• _Work to complete_:
Go through the records and show each line where the word "metadata" occurs.
Segment Start: Raw data
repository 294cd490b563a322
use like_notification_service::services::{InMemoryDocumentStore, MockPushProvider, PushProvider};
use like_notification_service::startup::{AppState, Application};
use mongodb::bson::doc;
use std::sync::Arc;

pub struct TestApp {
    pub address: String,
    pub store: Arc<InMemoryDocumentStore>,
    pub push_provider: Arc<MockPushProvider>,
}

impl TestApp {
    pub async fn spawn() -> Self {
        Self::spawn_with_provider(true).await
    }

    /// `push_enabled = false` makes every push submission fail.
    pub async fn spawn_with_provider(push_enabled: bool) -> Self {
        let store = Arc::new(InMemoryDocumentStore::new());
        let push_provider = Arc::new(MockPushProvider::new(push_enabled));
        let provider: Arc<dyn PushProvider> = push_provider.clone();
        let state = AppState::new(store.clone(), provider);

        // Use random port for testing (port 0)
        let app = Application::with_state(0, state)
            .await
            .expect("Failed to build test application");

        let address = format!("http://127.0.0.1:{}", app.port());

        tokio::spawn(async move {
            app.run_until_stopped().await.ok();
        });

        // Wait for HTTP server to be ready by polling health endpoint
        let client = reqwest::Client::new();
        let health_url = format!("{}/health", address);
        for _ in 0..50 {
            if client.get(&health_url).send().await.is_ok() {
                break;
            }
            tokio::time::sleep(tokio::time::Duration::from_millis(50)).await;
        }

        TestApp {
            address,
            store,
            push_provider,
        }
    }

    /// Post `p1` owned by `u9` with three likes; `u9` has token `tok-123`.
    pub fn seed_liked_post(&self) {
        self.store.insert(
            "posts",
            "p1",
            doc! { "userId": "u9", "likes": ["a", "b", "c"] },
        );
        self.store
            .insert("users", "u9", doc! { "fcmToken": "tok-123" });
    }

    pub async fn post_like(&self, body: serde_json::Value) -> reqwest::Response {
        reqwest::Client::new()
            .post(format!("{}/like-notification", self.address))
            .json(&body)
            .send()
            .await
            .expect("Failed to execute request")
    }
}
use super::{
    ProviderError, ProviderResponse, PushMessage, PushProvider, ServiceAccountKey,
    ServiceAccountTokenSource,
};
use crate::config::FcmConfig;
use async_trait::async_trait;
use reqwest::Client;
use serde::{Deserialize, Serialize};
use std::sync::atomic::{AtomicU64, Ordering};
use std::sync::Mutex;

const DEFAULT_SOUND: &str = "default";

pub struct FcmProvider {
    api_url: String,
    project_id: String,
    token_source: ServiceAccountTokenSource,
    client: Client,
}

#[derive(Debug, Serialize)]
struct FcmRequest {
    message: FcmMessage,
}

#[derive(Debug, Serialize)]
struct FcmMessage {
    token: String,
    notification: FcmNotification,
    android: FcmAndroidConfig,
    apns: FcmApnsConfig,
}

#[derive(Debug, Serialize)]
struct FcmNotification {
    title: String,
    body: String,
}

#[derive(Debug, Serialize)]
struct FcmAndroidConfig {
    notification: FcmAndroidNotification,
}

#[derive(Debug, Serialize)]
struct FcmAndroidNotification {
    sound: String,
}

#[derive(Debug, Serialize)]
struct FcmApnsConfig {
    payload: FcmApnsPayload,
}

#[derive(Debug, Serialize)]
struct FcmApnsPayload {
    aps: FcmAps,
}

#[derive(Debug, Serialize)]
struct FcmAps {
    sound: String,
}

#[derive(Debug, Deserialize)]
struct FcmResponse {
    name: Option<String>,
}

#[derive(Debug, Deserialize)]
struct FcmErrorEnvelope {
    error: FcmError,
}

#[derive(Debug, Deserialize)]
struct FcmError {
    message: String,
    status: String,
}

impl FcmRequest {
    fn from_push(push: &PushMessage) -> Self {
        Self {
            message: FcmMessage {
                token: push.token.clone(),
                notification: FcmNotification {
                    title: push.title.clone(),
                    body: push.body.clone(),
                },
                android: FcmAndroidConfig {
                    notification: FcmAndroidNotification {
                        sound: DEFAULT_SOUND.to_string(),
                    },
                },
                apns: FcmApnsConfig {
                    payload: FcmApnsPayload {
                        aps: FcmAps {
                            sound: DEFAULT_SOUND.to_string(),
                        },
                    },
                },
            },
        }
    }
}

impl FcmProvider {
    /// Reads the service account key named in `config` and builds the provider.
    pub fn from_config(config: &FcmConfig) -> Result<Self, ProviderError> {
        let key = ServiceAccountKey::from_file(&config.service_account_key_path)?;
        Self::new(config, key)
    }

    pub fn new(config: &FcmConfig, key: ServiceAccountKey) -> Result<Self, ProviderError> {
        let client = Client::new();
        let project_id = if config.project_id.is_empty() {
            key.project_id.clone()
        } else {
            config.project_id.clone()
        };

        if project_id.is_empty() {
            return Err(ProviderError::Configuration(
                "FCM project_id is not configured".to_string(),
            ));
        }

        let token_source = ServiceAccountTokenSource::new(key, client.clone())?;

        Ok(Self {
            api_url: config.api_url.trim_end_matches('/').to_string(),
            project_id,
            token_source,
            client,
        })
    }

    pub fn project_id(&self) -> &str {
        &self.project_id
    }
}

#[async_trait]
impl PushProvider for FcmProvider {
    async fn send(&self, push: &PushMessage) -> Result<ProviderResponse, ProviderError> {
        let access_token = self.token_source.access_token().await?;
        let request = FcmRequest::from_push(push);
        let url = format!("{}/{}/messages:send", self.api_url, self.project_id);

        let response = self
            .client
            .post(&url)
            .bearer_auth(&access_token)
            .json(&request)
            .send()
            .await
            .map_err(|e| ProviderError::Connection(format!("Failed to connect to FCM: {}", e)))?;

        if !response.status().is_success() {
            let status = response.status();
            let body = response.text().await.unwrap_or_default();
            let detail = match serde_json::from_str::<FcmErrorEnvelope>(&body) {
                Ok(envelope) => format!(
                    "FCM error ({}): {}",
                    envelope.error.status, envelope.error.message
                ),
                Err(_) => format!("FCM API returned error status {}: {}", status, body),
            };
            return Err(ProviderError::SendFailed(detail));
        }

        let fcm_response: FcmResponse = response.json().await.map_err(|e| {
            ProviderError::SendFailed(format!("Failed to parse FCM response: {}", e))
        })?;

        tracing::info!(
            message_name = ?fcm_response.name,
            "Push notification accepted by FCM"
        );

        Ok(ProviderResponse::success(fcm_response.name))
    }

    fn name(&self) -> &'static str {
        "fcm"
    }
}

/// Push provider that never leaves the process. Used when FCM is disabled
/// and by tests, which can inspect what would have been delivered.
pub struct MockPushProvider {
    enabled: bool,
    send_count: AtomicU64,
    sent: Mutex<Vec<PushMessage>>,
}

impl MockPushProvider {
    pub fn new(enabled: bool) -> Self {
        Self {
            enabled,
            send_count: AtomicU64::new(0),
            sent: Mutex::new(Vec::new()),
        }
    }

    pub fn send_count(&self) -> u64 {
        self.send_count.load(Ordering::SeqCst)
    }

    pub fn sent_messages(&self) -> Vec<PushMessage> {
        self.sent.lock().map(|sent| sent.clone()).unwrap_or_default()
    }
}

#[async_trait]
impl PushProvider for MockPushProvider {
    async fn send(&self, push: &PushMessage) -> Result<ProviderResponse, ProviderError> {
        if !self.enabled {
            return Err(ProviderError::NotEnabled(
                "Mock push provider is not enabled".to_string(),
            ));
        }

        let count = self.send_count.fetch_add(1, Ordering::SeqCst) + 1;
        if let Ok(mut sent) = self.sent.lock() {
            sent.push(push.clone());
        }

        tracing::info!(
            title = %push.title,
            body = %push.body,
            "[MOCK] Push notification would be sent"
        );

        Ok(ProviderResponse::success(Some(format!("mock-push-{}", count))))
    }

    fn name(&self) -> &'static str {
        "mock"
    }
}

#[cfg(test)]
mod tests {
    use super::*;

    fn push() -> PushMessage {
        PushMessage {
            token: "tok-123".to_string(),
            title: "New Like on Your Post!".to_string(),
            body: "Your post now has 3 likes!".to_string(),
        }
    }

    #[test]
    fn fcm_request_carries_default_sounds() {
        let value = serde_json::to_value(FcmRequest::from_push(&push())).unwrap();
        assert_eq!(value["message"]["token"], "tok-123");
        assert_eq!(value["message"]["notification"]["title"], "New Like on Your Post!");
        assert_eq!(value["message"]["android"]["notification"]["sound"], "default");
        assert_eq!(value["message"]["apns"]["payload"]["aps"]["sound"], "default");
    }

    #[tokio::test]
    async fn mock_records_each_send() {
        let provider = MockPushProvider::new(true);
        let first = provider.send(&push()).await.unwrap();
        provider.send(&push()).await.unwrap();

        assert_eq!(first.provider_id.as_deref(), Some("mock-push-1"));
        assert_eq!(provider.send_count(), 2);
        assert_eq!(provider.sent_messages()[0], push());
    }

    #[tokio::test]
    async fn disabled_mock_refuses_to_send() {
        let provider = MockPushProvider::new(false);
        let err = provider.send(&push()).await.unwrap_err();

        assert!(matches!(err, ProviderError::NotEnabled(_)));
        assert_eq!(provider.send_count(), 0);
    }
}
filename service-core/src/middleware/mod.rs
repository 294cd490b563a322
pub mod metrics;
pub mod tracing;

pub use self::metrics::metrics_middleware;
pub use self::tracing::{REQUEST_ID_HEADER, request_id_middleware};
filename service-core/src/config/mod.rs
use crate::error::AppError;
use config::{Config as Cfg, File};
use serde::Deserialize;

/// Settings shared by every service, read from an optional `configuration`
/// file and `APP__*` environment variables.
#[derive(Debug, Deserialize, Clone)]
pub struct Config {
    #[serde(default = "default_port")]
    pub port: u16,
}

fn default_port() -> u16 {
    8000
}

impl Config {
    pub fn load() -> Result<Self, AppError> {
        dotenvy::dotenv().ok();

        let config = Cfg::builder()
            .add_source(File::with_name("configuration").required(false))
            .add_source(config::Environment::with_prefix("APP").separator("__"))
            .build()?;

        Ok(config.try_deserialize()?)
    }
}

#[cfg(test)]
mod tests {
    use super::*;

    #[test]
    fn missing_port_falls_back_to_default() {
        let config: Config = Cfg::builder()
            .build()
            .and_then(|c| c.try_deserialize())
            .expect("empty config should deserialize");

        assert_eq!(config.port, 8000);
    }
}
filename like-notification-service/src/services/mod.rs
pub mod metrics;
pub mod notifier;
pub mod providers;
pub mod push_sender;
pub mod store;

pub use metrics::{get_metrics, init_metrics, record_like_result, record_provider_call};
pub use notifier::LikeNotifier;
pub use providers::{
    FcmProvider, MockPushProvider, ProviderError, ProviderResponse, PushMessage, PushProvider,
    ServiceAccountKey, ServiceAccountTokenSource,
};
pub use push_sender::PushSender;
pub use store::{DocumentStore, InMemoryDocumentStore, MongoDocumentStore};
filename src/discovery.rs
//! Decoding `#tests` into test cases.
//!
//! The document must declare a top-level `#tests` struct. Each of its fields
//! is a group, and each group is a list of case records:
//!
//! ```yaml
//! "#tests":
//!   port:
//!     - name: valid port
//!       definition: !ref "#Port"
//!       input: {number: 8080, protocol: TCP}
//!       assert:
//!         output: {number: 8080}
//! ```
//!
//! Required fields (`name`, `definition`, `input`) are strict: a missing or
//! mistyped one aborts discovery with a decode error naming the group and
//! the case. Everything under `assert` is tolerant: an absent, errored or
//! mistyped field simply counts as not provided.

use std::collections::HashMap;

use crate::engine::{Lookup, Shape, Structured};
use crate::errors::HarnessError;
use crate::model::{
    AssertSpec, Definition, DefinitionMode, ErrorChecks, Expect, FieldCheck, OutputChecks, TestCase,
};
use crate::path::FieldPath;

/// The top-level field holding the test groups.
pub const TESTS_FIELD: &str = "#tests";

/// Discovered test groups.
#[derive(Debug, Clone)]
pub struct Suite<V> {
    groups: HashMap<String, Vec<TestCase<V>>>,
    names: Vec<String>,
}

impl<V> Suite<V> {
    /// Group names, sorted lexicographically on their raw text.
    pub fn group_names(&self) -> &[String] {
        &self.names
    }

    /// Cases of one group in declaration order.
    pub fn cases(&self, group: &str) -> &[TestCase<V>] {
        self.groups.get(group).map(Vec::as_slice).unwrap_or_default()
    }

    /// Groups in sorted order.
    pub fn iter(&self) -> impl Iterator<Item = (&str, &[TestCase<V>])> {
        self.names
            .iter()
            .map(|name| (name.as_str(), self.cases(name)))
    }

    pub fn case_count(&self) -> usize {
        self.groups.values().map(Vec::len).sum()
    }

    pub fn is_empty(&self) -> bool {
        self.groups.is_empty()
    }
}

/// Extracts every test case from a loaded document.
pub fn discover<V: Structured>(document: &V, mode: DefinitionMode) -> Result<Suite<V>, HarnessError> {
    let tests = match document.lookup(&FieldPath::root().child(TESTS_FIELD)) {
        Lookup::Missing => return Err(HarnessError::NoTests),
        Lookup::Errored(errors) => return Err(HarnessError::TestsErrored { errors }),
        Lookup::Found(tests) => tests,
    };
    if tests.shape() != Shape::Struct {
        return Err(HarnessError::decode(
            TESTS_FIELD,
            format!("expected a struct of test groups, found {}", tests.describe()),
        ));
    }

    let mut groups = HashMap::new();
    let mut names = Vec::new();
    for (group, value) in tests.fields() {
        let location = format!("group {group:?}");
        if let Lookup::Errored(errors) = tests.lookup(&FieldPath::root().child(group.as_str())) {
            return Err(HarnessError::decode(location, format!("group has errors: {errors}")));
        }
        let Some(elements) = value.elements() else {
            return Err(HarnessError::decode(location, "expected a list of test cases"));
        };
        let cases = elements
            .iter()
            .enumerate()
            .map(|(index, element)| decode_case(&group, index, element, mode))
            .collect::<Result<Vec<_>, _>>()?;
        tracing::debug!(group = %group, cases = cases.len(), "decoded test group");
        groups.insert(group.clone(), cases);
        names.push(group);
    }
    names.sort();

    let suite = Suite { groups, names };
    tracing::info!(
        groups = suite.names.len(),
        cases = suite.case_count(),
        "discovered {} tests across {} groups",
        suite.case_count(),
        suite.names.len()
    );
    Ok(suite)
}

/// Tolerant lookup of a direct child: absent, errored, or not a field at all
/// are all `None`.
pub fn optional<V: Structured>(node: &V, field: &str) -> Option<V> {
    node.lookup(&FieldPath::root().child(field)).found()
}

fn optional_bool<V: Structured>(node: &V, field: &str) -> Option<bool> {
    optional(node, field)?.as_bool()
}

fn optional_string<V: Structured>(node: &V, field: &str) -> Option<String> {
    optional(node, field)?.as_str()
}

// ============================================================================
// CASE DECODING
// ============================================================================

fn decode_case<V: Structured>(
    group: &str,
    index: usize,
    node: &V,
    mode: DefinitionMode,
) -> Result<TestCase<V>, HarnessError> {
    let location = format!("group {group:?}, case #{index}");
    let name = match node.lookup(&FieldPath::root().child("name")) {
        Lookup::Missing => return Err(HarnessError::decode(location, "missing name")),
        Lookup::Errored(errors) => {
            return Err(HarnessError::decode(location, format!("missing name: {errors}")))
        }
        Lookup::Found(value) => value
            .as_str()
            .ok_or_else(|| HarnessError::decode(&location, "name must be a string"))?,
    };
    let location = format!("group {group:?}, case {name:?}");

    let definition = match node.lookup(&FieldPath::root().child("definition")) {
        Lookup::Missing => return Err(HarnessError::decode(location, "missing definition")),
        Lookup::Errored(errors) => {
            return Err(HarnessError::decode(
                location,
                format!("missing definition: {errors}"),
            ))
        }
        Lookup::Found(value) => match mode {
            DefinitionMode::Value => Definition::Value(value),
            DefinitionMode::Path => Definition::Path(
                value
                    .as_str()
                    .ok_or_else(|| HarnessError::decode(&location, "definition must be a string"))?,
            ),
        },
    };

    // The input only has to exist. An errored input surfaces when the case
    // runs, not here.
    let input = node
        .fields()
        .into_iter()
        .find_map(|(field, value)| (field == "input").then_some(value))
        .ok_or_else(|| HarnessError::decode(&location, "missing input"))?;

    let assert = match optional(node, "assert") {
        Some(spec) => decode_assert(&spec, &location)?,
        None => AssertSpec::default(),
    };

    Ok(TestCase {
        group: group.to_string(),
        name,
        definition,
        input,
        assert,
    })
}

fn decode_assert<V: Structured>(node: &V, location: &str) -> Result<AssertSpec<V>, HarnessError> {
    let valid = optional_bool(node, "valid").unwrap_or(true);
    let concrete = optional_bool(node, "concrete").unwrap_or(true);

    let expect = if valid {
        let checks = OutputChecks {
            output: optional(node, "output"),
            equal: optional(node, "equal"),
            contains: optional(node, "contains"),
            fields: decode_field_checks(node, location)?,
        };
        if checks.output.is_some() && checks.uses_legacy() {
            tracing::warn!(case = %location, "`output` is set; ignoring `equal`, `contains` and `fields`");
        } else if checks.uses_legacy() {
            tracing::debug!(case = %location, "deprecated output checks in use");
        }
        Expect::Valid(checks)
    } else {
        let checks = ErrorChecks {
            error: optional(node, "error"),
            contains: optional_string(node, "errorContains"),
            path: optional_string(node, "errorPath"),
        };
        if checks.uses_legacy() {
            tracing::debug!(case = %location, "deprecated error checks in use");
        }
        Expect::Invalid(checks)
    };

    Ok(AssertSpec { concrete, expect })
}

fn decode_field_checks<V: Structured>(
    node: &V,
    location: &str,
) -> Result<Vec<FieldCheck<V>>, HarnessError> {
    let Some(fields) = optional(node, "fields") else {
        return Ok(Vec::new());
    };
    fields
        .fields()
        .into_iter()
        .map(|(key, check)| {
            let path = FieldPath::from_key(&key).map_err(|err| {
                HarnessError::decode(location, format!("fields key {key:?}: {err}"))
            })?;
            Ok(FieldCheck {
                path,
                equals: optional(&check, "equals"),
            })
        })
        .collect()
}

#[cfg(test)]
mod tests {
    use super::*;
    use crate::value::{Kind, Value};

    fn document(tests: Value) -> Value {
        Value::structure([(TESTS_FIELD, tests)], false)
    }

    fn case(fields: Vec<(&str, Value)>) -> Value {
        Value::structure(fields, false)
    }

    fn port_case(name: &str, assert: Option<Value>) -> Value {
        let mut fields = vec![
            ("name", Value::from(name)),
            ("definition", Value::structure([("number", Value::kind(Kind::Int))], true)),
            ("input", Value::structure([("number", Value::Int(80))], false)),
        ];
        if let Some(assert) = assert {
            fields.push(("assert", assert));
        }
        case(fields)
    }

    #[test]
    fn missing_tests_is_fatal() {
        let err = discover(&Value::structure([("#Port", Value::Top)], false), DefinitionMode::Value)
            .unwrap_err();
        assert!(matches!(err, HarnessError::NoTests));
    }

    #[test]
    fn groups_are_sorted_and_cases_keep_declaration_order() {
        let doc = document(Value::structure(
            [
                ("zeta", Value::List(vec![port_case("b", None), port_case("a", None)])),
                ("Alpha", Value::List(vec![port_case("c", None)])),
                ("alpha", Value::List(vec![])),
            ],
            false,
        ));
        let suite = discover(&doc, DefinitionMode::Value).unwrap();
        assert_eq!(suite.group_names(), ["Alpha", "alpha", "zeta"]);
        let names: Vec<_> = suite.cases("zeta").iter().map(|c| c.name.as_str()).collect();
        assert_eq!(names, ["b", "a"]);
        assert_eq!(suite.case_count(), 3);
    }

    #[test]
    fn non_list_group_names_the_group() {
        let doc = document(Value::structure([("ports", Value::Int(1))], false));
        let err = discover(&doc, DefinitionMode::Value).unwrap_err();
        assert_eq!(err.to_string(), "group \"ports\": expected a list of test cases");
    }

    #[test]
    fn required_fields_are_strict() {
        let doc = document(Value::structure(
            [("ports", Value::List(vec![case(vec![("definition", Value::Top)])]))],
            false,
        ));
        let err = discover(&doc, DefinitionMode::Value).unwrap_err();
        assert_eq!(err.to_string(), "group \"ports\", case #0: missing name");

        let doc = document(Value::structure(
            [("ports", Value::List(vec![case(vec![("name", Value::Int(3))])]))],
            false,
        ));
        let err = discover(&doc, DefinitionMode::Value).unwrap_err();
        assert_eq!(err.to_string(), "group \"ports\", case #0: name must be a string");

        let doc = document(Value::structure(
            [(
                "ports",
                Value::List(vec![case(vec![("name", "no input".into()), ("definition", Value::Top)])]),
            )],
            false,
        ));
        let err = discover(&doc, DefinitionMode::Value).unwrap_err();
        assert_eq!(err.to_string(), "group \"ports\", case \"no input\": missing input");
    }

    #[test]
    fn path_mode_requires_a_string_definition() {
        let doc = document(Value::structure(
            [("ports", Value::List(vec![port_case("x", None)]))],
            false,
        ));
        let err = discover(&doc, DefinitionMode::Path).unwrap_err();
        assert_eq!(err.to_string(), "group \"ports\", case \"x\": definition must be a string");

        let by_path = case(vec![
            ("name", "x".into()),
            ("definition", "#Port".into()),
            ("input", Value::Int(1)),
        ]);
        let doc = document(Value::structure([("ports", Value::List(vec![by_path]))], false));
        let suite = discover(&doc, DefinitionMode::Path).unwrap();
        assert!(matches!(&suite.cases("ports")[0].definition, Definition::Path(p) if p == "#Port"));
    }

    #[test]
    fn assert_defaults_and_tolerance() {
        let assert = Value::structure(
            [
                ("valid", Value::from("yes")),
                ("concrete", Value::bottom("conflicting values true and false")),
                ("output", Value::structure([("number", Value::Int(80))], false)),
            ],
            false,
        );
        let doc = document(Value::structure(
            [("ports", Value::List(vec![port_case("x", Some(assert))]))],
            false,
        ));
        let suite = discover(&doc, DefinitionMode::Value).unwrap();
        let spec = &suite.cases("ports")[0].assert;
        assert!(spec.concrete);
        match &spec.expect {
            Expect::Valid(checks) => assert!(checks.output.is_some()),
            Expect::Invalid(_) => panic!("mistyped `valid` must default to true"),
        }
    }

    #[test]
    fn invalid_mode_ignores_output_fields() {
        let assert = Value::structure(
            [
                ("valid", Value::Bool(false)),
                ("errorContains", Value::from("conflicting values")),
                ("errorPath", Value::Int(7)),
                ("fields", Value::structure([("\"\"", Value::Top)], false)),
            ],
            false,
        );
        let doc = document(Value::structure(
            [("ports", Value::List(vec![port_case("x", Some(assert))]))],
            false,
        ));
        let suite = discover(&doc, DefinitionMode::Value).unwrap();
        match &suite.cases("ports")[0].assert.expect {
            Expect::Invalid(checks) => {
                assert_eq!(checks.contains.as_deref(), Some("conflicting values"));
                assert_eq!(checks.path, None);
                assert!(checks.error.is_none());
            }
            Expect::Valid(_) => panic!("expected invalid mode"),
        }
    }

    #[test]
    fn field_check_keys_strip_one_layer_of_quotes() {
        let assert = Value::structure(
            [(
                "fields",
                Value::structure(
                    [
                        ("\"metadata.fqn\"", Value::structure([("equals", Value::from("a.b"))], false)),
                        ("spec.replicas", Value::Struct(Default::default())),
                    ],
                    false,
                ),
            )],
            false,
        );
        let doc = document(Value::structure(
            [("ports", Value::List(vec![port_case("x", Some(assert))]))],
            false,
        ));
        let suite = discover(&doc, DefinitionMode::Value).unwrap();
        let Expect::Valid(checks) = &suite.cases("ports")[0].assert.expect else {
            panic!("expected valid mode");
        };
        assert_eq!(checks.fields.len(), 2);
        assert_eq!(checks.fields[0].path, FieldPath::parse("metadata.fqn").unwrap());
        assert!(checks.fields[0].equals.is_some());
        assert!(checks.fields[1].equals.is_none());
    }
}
Segment End: Raw data
• _Exercise answer_:
                        ("\"metadata.fqn\"", Value::structure([("equals", Value::from("a.b"))], false)),
        assert_eq!(checks.fields[0].path, FieldPath::parse("metadata.fqn").unwrap());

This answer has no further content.